The traditional way to do this is have transfer the zone files from the primary to the secondary. That is why your example is not logical to people who manage lots of zones...we want all the files on the primary to ease administration. The only reason to do what you want is if there are two groups that manage different domains.

 
That sounds like what he wants to do. The different control panels are for different groups of users, Yes?
I assume the control panel can only modify DNS records (which is always done on the master/primary) on it's own nameserver, and you have two different hosting servers with two different sets of sites, controlled by their own control panels, Yes?

You would simply be operating two nameservers that are masters for different sets of domains. The other nameserver is simply secondary/slave to the other. I see no problem with this, if this is in fact what you are trying to do.

--jeff
 
that is exactly what I'm trying to do.

And there is no problem with my approach?

each of the control panels edit the zone files for the users they manage, and the other acts as their secondary. the secondary "imports" from the primary the zone files with zone transfers...i guess...

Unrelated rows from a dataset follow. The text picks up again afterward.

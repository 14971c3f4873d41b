#![forbid(unsafe_code)]

//! Canonical input events.
//!
//! Every input surface (terminal, browser, test script) is normalized into
//! [`Event`] before the gesture recognizer and the drag adapters see it.
//!
//! # Design Notes
//!
//! - Pointer coordinates are 0-indexed layout units.
//! - `KeyEventKind` defaults to `Press` when the source cannot tell.
//! - Touch has no terminal equivalent; it is produced by web and test
//!   surfaces only.

use bitflags::bitflags;
#[cfg(not(target_arch = "wasm32"))]
use crossterm::event as cte;

use crate::geometry::Position;

/// Canonical input event.
#[derive(Debug, Clone, PartialEq, Eq)]
pub enum Event {
    /// A keyboard event.
    Key(KeyEvent),

    /// A mouse event.
    Mouse(MouseEvent),

    /// A touch event.
    Touch(TouchEvent),

    /// Focus gained (`true`) or lost (`false`).
    Focus(bool),

    /// Layout has been recomputed since the last tick.
    ///
    /// Drives the settle delay after a cross-column relocation.
    Tick,
}

impl Event {
    /// Convert a Crossterm event. Returns `None` for events the board ignores.
    #[must_use]
    #[cfg(not(target_arch = "wasm32"))]
    pub fn from_crossterm(event: cte::Event) -> Option<Self> {
        map_crossterm_event_internal(event)
    }
}

/// A keyboard event.
#[derive(Debug, Clone, Copy, PartialEq, Eq)]
pub struct KeyEvent {
    /// The key code that was pressed.
    pub code: KeyCode,

    /// Modifier keys held during the event.
    pub modifiers: Modifiers,

    /// Press, repeat, or release.
    pub kind: KeyEventKind,
}

impl KeyEvent {
    /// Create a new key event with no modifiers and Press kind.
    #[must_use]
    pub const fn new(code: KeyCode) -> Self {
        Self {
            code,
            modifiers: Modifiers::NONE,
            kind: KeyEventKind::Press,
        }
    }

    /// Set modifiers.
    #[must_use]
    pub const fn with_modifiers(mut self, modifiers: Modifiers) -> Self {
        self.modifiers = modifiers;
        self
    }

    /// Set the event kind.
    #[must_use]
    pub const fn with_kind(mut self, kind: KeyEventKind) -> Self {
        self.kind = kind;
        self
    }

    /// Check if this is a specific character key.
    #[must_use]
    pub fn is_char(&self, c: char) -> bool {
        matches!(self.code, KeyCode::Char(ch) if ch == c)
    }

    /// Press or auto-repeat; releases are not actions.
    #[must_use]
    pub const fn is_actionable(&self) -> bool {
        !matches!(self.kind, KeyEventKind::Release)
    }
}

/// Key codes the board reacts to.
#[derive(Debug, Clone, Copy, PartialEq, Eq, Hash)]
pub enum KeyCode {
    /// A regular character key (including space).
    Char(char),
    /// Enter/Return.
    Enter,
    /// Escape.
    Escape,
    /// Up arrow.
    Up,
    /// Down arrow.
    Down,
    /// Left arrow.
    Left,
    /// Right arrow.
    Right,
    /// Home.
    Home,
    /// End.
    End,
}

/// The type of key event.
#[derive(Debug, Clone, Copy, PartialEq, Eq, Hash, Default)]
pub enum KeyEventKind {
    /// Key was pressed (default when not distinguishable).
    #[default]
    Press,
    /// Key is being held.
    Repeat,
    /// Key was released.
    Release,
}

bitflags! {
    /// Modifier keys held during an event.
    #[derive(Debug, Clone, Copy, PartialEq, Eq, Hash)]
    pub struct Modifiers: u8 {
        /// No modifiers.
        const NONE  = 0b0000;
        /// Shift key.
        const SHIFT = 0b0001;
        /// Alt/Option key.
        const ALT   = 0b0010;
        /// Control key.
        const CTRL  = 0b0100;
        /// Super/Meta/Command key.
        const SUPER = 0b1000;
    }
}

impl Default for Modifiers {
    fn default() -> Self {
        Self::NONE
    }
}

/// A mouse event.
#[derive(Debug, Clone, Copy, PartialEq, Eq)]
pub struct MouseEvent {
    /// The type of mouse event.
    pub kind: MouseEventKind,
    /// X coordinate.
    pub x: u16,
    /// Y coordinate.
    pub y: u16,
    /// Modifier keys held during the event.
    pub modifiers: Modifiers,
}

impl MouseEvent {
    /// Create a new mouse event.
    #[must_use]
    pub const fn new(kind: MouseEventKind, x: u16, y: u16) -> Self {
        Self {
            kind,
            x,
            y,
            modifiers: Modifiers::NONE,
        }
    }

    /// Create a mouse event with modifiers.
    #[must_use]
    pub const fn with_modifiers(mut self, modifiers: Modifiers) -> Self {
        self.modifiers = modifiers;
        self
    }

    /// Pointer position.
    #[must_use]
    pub const fn position(&self) -> Position {
        Position::new(self.x, self.y)
    }
}

/// The type of mouse event.
#[derive(Debug, Clone, Copy, PartialEq, Eq, Hash)]
pub enum MouseEventKind {
    /// Button pressed.
    Down(MouseButton),
    /// Button released.
    Up(MouseButton),
    /// Moved while a button is held.
    Drag(MouseButton),
    /// Moved with no button held.
    Moved,
}

/// Mouse button identifiers.
#[derive(Debug, Clone, Copy, PartialEq, Eq, Hash)]
pub enum MouseButton {
    /// Primary button.
    Left,
    /// Secondary button.
    Right,
    /// Middle button.
    Middle,
}

/// A single-contact touch event.
#[derive(Debug, Clone, Copy, PartialEq, Eq)]
pub struct TouchEvent {
    /// Contact identifier, stable from `Start` to `End`/`Cancel`.
    pub id: u64,
    /// Phase of the contact.
    pub phase: TouchPhase,
    /// X coordinate.
    pub x: u16,
    /// Y coordinate.
    pub y: u16,
}

impl TouchEvent {
    /// Create a touch event.
    #[must_use]
    pub const fn new(id: u64, phase: TouchPhase, x: u16, y: u16) -> Self {
        Self { id, phase, x, y }
    }

    /// Contact position.
    #[must_use]
    pub const fn position(&self) -> Position {
        Position::new(self.x, self.y)
    }
}

/// Phase of a touch contact.
#[derive(Debug, Clone, Copy, PartialEq, Eq, Hash)]
pub enum TouchPhase {
    /// Finger down.
    Start,
    /// Finger moved.
    Move,
    /// Finger lifted.
    End,
    /// The platform aborted the contact.
    Cancel,
}

#[cfg(not(target_arch = "wasm32"))]
fn map_crossterm_event_internal(event: cte::Event) -> Option<Event> {
    match event {
        cte::Event::Key(key) => map_key_event(key).map(Event::Key),
        cte::Event::Mouse(mouse) => map_mouse_event(mouse).map(Event::Mouse),
        cte::Event::FocusGained => Some(Event::Focus(true)),
        cte::Event::FocusLost => Some(Event::Focus(false)),
        // Layout changed; give the settle gate a tick.
        cte::Event::Resize(_, _) => Some(Event::Tick),
        cte::Event::Paste(_) => None,
    }
}

#[cfg(not(target_arch = "wasm32"))]
fn map_key_event(event: cte::KeyEvent) -> Option<KeyEvent> {
    let code = map_key_code(event.code)?;
    Some(KeyEvent {
        code,
        modifiers: map_modifiers(event.modifiers),
        kind: map_key_kind(event.kind),
    })
}

#[cfg(not(target_arch = "wasm32"))]
fn map_key_kind(kind: cte::KeyEventKind) -> KeyEventKind {
    match kind {
        cte::KeyEventKind::Press => KeyEventKind::Press,
        cte::KeyEventKind::Repeat => KeyEventKind::Repeat,
        cte::KeyEventKind::Release => KeyEventKind::Release,
    }
}

#[cfg(not(target_arch = "wasm32"))]
fn map_key_code(code: cte::KeyCode) -> Option<KeyCode> {
    match code {
        cte::KeyCode::Enter => Some(KeyCode::Enter),
        cte::KeyCode::Esc => Some(KeyCode::Escape),
        cte::KeyCode::Left => Some(KeyCode::Left),
        cte::KeyCode::Right => Some(KeyCode::Right),
        cte::KeyCode::Up => Some(KeyCode::Up),
        cte::KeyCode::Down => Some(KeyCode::Down),
        cte::KeyCode::Home => Some(KeyCode::Home),
        cte::KeyCode::End => Some(KeyCode::End),
        cte::KeyCode::Char(c) => Some(KeyCode::Char(c)),
        _ => None,
    }
}

#[cfg(not(target_arch = "wasm32"))]
fn map_modifiers(modifiers: cte::KeyModifiers) -> Modifiers {
    let mut mapped = Modifiers::NONE;
    if modifiers.contains(cte::KeyModifiers::SHIFT) {
        mapped |= Modifiers::SHIFT;
    }
    if modifiers.contains(cte::KeyModifiers::ALT) {
        mapped |= Modifiers::ALT;
    }
    if modifiers.contains(cte::KeyModifiers::CONTROL) {
        mapped |= Modifiers::CTRL;
    }
    if modifiers.contains(cte::KeyModifiers::SUPER)
        || modifiers.contains(cte::KeyModifiers::HYPER)
        || modifiers.contains(cte::KeyModifiers::META)
    {
        mapped |= Modifiers::SUPER;
    }
    mapped
}

#[cfg(not(target_arch = "wasm32"))]
fn map_mouse_event(event: cte::MouseEvent) -> Option<MouseEvent> {
    let kind = match event.kind {
        cte::MouseEventKind::Down(button) => MouseEventKind::Down(map_mouse_button(button)),
        cte::MouseEventKind::Up(button) => MouseEventKind::Up(map_mouse_button(button)),
        cte::MouseEventKind::Drag(button) => MouseEventKind::Drag(map_mouse_button(button)),
        cte::MouseEventKind::Moved => MouseEventKind::Moved,
        _ => return None,
    };
    Some(
        MouseEvent::new(kind, event.column, event.row)
            .with_modifiers(map_modifiers(event.modifiers)),
    )
}

#[cfg(not(target_arch = "wasm32"))]
fn map_mouse_button(button: cte::MouseButton) -> MouseButton {
    match button {
        cte::MouseButton::Left => MouseButton::Left,
        cte::MouseButton::Right => MouseButton::Right,
        cte::MouseButton::Middle => MouseButton::Middle,
    }
}
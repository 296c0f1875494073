//! Variable Ordering
//!
//! Places variable definitions in dependency order so every calculation only
//! references names emitted before it.

use indexmap::IndexSet;
use tracing::debug;

use super::expr::scan_identifiers;
use super::variable::{Calculation, VariableDef};
use crate::error::{CompileError, CycleError};
use crate::graph::DependencyGraph;

/// The names a variable reads from.
///
/// Tabular calculations list their sources explicitly; scalar calculations
/// read the free identifiers of their expression. Plain and loader-backed
/// variables have no sources.
pub fn source_names(variable: &VariableDef) -> Vec<String> {
    match &variable.calculation {
        Some(Calculation::Tabular { sources, .. }) => sources
            .iter()
            .cloned()
            .collect::<IndexSet<_>>()
            .into_iter()
            .collect(),
        Some(Calculation::Scalar { expression }) => scan_identifiers(expression),
        None => Vec::new(),
    }
}

/// Order `variables` so that every variable follows the variables it
/// references.
///
/// References to names outside `variables` (static data sources, widget
/// signals) are treated as already satisfied. Ties are broken by input
/// order.
pub fn order(variables: Vec<VariableDef>) -> Result<Vec<VariableDef>, CompileError> {
    let mut graph = DependencyGraph::new();

    for variable in &variables {
        if variable.name.is_empty() {
            return Err(CompileError::EmptyName);
        }
        if graph.index_of(&variable.name).is_some() {
            return Err(CompileError::DuplicateVariable(variable.name.clone()));
        }
        graph.add_node(&variable.name);
    }

    for variable in &variables {
        let Some(dependent) = graph.index_of(&variable.name) else {
            continue;
        };
        for source in source_names(variable) {
            match graph.index_of(&source) {
                Some(dependency) => graph.add_edge(dependency, dependent),
                None => debug!(variable = %variable.name, source = %source, "external reference"),
            }
        }
    }

    match graph.topological_order() {
        Ok(sorted) => {
            let mut slots: Vec<Option<VariableDef>> = variables.into_iter().map(Some).collect();
            // Node indices match input positions because nodes were added in input order.
            Ok(sorted
                .into_iter()
                .filter_map(|index| slots[index.raw()].take())
                .collect())
        }
        Err(unsorted) => Err(CycleError {
            names: unsorted
                .into_iter()
                .map(|index| graph.name(index).to_string())
                .collect(),
        }
        .into()),
    }
}
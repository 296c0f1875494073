//! Declarative Spec
//!
//! The assembled document "brain": signals and data nodes in an order the
//! declarative engine can execute top to bottom.

use serde::{Deserialize, Serialize};
use serde_json::Value;

/// A signal in the assembled spec.
#[derive(Debug, Clone, PartialEq, Serialize, Deserialize)]
pub struct SignalSpec {
    pub name: String,

    /// Initial value.
    #[serde(default, skip_serializing_if = "Option::is_none")]
    pub value: Option<Value>,

    /// Recompute rule, handed to the engine verbatim.
    #[serde(default, skip_serializing_if = "Option::is_none")]
    pub update: Option<String>,

    /// Set for bridge signals that expose a data node's rows.
    #[serde(skip)]
    pub is_data: bool,
}

impl SignalSpec {
    /// A bridge signal whose value is the current contents of `data_name`.
    pub fn bridge(data_name: &str) -> Self {
        Self {
            name: data_name.to_string(),
            value: None,
            update: Some(format!("data('{data_name}')")),
            is_data: true,
        }
    }
}

/// A data node in the assembled spec.
#[derive(Debug, Clone, PartialEq, Serialize, Deserialize)]
pub struct DataSpec {
    pub name: String,

    /// Inline rows. Placeholders start empty.
    #[serde(default, skip_serializing_if = "Option::is_none")]
    pub values: Option<Vec<Value>>,

    #[serde(default, skip_serializing_if = "Vec::is_empty")]
    pub source: Vec<String>,

    #[serde(default, skip_serializing_if = "Vec::is_empty")]
    pub transform: Vec<Value>,
}

impl DataSpec {
    /// An empty data node to be filled at runtime.
    pub fn placeholder(name: &str) -> Self {
        Self {
            name: name.to_string(),
            values: Some(Vec::new()),
            source: Vec::new(),
            transform: Vec::new(),
        }
    }
}

/// The complete assembled spec.
#[derive(Debug, Clone, Default, PartialEq, Serialize, Deserialize)]
pub struct Spec {
    #[serde(default)]
    pub signals: Vec<SignalSpec>,

    #[serde(default)]
    pub data: Vec<DataSpec>,
}

impl Spec {
    pub fn signal(&self, name: &str) -> Option<&SignalSpec> {
        self.signals.iter().find(|s| s.name == name)
    }

    pub fn data_node(&self, name: &str) -> Option<&DataSpec> {
        self.data.iter().find(|d| d.name == name)
    }

    /// Engine-ready JSON.
    pub fn to_json(&self) -> Result<Value, serde_json::Error> {
        serde_json::to_value(self)
    }
}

i wanted to know if there is anything that would not work or anything I must do in order for this to work and be secure...
 
The approach seems fine given your model. The others have posted most correctly about the relationship between primary and secondary nameservers, just be sure the control panel can't modify the zone files for domains that are not primary for that server (zone transfers are are usually stored in files under a subdir you specify called /etc/namedb/secondaries or similar, but you configure it that way to keep primary zone files and secondary zone transfers separated).

To ensure you are secure, you probably want to follow best practices for BIND (like sandboxing, files perms, etc...)

You will want to have the control panel (or some other business procedure) to notify someone to add the secondary zone on the "other" server (secondary) when new domains are created on the primary.

--jeff
 
ok that was one thing i did not think about. I will need a file on the secoondary for each domain, or queries to the secondary won't return a result is that it?

the zone file on the secondary contains any data? shouldn't it be automaticaly imported by the secondary if someone queries it about a domain the server doesn't know?

thanks for your help
 
Yes, the zone file on the secondary contains a copy of the zone file from the primary after the zone transfer is completed (serial number update) and usually a SIGHUP.

You have to configure the secondary nameserver with zone records in /etc/named.conf for any new domains that the nameserver is supposed to secondary for, otherwise zone transfers will fail because the secondary will not recognize its authortity for the domain.

The zone record on the secondary specifies the location of the zone file that is automatically transferred when the Serial Number is changed on the master (best practice is to put in a subdir of /etc/namedb to keep primary zone files separated from secondary zone files for DNS admin sanity). The master/primary is the only place the zone file should be changed....the primary "maintains" the contents of the zone file on the slave/secondary through the zone transfer mechanism.

Keep them separate for security and because the primary maintains the secondary zone files through the automatic zone transfer by design.